Description of the task: When a line in the records contains the string "DynamicObject", copy that line.

Information given:
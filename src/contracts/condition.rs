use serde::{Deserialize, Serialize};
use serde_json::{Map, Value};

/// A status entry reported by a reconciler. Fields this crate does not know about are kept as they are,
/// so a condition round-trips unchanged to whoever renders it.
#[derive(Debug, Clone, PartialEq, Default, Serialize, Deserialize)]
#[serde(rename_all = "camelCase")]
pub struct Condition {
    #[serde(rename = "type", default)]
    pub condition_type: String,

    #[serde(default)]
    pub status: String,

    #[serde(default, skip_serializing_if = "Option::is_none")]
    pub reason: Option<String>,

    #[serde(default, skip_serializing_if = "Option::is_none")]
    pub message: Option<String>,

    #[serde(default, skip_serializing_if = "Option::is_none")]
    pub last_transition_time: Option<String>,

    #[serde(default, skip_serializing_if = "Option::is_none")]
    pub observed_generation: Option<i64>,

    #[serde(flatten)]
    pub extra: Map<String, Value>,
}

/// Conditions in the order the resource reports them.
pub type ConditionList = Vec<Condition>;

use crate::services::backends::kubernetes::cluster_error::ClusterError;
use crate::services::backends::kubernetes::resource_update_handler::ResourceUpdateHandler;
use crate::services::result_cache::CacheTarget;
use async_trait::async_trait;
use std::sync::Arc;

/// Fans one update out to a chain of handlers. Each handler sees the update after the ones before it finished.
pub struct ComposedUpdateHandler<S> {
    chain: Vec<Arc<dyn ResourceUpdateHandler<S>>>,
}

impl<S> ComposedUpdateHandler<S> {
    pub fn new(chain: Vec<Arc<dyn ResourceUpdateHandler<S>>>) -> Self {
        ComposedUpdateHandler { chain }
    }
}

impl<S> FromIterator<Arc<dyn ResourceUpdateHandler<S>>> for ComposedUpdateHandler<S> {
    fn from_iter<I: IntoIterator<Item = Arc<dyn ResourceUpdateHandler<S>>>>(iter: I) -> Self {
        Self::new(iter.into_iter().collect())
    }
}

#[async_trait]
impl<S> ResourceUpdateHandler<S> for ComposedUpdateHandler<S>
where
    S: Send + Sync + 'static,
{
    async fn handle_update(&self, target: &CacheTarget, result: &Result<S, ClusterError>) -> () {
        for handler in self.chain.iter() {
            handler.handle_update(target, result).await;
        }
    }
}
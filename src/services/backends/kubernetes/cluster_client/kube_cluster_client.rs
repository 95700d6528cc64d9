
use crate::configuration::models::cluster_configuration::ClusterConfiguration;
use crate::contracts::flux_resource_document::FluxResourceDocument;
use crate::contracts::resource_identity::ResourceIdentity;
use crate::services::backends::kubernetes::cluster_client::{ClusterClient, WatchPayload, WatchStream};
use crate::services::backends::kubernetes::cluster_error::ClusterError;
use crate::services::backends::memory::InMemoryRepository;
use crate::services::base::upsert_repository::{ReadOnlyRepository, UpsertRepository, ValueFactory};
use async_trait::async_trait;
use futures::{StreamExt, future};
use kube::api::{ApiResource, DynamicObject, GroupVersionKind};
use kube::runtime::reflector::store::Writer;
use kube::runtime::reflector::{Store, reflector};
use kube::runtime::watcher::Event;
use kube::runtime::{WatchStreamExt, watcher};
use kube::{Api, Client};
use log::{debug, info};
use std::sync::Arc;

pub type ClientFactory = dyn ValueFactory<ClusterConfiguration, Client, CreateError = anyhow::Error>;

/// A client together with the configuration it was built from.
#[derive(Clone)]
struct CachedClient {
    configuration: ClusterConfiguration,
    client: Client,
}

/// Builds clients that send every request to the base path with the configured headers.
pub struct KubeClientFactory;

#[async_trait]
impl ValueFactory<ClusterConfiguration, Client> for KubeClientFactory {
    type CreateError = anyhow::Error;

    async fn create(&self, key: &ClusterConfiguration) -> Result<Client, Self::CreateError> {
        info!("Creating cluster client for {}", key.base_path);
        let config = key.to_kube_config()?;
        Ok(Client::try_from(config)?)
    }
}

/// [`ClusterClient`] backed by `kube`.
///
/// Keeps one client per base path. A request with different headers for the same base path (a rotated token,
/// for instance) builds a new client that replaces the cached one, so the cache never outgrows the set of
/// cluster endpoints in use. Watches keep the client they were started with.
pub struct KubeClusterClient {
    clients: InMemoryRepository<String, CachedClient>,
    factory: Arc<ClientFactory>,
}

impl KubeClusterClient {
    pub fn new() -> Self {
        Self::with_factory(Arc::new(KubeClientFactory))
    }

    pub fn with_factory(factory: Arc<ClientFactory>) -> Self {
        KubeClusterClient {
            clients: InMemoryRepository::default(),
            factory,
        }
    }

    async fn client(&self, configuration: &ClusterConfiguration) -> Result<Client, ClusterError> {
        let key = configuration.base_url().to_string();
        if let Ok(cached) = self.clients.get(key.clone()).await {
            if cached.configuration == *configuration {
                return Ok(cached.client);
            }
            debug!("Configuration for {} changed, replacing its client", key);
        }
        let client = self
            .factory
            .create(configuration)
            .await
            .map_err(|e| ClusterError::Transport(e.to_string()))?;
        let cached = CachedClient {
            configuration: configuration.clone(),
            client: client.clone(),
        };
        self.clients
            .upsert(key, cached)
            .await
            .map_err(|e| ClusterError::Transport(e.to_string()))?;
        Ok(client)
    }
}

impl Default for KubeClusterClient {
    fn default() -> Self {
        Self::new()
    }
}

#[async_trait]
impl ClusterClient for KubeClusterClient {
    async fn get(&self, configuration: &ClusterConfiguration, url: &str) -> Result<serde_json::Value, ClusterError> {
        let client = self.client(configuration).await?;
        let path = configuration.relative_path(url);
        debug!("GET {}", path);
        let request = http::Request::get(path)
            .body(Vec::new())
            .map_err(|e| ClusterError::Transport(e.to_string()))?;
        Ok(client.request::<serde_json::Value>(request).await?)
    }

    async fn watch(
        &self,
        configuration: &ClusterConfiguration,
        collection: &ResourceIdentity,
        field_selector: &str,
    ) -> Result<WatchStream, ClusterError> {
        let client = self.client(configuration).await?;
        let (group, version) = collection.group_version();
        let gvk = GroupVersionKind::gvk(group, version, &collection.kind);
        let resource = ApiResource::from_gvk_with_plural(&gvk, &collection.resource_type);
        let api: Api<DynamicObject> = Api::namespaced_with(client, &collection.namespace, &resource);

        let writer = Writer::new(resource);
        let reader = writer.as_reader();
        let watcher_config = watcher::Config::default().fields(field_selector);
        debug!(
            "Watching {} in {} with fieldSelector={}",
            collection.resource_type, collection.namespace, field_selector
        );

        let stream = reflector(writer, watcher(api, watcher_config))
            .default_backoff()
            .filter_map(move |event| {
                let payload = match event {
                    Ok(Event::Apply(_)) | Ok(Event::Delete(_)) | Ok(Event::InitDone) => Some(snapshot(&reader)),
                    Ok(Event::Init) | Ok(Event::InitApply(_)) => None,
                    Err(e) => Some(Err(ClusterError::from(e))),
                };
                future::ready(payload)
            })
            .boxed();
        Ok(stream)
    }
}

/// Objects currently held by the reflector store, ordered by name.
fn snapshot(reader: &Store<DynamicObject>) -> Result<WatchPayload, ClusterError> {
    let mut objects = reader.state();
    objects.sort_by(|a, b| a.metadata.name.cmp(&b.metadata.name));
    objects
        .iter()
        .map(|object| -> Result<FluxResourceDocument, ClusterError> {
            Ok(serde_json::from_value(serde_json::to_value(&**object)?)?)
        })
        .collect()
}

Answer area:
use kube::api::{ApiResource, DynamicObject, GroupVersionKind};
        let api: Api<DynamicObject> = Api::namespaced_with(client, &collection.namespace, &resource);
fn snapshot(reader: &Store<DynamicObject>) -> Result<WatchPayload, ClusterError> {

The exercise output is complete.